> Assignment:
Whichever lines of the material contain "publish", copy each of them.

> Information:
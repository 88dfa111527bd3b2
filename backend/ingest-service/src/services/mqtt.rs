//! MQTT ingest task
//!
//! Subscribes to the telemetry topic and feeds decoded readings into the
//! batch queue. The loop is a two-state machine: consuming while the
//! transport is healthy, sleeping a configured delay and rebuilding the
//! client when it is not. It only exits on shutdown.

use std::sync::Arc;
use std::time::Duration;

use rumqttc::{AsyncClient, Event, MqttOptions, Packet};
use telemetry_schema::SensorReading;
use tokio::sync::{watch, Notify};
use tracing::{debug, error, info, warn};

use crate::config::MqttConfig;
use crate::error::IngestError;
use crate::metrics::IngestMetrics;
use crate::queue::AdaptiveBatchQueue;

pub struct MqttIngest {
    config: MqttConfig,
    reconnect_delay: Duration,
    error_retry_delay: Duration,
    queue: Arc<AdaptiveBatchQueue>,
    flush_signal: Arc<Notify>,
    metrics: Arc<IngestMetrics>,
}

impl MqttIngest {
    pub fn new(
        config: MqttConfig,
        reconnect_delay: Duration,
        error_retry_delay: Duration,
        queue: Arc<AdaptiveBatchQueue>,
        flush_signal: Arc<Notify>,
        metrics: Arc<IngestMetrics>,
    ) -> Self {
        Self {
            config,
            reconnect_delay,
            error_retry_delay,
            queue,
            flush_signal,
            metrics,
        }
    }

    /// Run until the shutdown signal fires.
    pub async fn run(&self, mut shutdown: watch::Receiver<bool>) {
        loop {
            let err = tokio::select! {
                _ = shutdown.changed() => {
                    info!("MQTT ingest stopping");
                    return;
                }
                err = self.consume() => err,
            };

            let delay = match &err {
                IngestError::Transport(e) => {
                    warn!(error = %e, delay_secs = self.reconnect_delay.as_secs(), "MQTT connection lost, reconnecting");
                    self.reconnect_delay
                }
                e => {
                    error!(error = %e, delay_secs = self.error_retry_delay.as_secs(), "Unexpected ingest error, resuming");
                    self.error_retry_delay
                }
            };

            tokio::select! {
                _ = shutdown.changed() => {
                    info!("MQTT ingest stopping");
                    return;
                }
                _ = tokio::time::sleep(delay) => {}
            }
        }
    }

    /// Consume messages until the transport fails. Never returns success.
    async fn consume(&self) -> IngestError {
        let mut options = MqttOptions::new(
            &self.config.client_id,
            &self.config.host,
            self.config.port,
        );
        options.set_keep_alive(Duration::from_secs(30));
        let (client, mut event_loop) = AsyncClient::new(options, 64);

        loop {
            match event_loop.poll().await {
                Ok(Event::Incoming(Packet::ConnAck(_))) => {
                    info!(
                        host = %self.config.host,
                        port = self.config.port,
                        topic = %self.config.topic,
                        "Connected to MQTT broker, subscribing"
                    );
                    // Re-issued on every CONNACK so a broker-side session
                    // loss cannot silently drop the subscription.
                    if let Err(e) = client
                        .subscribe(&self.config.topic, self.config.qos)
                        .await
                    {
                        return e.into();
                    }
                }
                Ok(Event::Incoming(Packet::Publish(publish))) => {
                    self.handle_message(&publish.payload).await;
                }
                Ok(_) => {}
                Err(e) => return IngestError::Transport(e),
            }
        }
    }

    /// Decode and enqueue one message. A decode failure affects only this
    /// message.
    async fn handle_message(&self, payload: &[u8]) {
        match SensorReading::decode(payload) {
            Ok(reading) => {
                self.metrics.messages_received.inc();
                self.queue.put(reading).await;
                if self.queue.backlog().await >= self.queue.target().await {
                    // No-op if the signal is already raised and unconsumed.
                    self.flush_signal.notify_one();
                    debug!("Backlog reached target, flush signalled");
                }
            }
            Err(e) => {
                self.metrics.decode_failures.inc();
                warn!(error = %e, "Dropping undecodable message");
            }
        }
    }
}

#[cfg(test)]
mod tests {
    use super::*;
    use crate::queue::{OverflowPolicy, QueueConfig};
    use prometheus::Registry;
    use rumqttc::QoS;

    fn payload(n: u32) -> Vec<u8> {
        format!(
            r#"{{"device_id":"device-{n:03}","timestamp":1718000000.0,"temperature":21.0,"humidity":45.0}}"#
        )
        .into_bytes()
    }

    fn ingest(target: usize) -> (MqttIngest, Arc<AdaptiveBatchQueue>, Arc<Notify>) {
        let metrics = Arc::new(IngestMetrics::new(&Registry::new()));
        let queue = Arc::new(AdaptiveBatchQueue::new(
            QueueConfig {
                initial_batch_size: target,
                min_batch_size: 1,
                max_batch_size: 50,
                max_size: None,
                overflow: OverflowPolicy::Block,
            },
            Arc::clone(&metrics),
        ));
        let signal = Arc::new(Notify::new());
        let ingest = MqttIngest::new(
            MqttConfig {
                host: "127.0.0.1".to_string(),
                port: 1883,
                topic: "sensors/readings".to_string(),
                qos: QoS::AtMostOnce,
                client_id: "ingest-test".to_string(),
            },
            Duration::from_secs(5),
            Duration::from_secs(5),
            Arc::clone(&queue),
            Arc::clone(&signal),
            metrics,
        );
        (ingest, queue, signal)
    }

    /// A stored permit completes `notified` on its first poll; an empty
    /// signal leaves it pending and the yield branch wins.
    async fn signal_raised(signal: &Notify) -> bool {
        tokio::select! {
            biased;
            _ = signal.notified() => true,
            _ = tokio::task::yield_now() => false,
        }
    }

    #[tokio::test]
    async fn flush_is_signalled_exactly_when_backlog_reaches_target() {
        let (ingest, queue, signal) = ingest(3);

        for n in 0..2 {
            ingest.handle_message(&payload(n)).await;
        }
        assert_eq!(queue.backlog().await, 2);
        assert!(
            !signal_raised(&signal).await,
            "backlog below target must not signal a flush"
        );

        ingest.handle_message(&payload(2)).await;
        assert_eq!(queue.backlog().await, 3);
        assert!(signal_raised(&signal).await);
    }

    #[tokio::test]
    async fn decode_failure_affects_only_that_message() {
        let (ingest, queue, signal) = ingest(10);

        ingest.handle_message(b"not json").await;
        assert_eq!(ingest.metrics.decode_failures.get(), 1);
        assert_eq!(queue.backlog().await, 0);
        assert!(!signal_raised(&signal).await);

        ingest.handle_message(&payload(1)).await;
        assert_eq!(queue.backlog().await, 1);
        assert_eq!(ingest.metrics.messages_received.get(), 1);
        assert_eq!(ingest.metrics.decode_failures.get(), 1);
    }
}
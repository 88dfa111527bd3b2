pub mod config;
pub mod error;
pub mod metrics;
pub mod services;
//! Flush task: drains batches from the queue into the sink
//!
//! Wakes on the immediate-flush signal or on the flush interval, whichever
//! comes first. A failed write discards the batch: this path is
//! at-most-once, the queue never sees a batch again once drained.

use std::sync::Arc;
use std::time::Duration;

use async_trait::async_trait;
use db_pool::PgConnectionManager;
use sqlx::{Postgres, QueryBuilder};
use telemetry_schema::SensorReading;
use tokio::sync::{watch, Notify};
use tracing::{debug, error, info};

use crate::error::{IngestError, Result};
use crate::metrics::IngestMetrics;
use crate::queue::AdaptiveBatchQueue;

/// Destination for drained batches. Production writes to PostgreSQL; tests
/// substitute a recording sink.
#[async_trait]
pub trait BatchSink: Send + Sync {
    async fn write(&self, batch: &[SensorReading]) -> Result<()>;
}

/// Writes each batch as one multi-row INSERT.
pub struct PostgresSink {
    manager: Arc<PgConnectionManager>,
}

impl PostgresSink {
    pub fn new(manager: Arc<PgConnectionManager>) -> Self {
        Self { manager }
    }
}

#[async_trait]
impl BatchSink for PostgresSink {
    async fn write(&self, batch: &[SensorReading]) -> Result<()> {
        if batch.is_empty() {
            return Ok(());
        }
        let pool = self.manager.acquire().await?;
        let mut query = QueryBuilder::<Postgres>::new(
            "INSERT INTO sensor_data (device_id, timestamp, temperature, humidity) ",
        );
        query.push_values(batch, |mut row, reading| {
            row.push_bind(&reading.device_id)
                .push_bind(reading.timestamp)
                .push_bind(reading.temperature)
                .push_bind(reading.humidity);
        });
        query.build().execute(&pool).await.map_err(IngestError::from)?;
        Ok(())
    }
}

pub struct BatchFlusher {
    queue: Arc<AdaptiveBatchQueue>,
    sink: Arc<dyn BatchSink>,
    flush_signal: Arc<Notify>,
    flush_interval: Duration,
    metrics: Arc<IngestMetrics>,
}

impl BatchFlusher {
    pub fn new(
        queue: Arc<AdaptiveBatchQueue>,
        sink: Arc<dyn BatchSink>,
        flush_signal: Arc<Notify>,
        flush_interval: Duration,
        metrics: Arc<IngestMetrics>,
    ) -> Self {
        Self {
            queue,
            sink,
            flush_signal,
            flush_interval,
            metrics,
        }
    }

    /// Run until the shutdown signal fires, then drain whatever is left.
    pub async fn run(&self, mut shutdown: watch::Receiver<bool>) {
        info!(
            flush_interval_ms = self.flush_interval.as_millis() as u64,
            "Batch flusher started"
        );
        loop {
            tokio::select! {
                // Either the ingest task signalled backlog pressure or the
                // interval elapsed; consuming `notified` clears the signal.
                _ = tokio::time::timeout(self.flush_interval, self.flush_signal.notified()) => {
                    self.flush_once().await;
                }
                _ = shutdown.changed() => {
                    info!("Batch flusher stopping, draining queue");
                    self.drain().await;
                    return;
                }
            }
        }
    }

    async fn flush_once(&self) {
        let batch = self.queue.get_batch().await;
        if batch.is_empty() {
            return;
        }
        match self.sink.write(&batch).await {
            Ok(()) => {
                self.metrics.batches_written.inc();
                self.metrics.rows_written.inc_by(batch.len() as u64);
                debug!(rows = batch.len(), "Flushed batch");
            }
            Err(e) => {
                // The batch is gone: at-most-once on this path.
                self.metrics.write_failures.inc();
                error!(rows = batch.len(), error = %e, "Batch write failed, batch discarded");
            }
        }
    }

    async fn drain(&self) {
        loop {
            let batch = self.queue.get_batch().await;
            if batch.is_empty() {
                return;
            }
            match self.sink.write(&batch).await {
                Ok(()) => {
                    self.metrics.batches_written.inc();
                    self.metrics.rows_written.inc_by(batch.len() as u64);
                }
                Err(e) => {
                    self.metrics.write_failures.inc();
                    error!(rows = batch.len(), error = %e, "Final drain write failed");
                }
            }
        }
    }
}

> Solution:
                Ok(Event::Incoming(Packet::Publish(publish))) => {
                    self.handle_message(&publish.payload).await;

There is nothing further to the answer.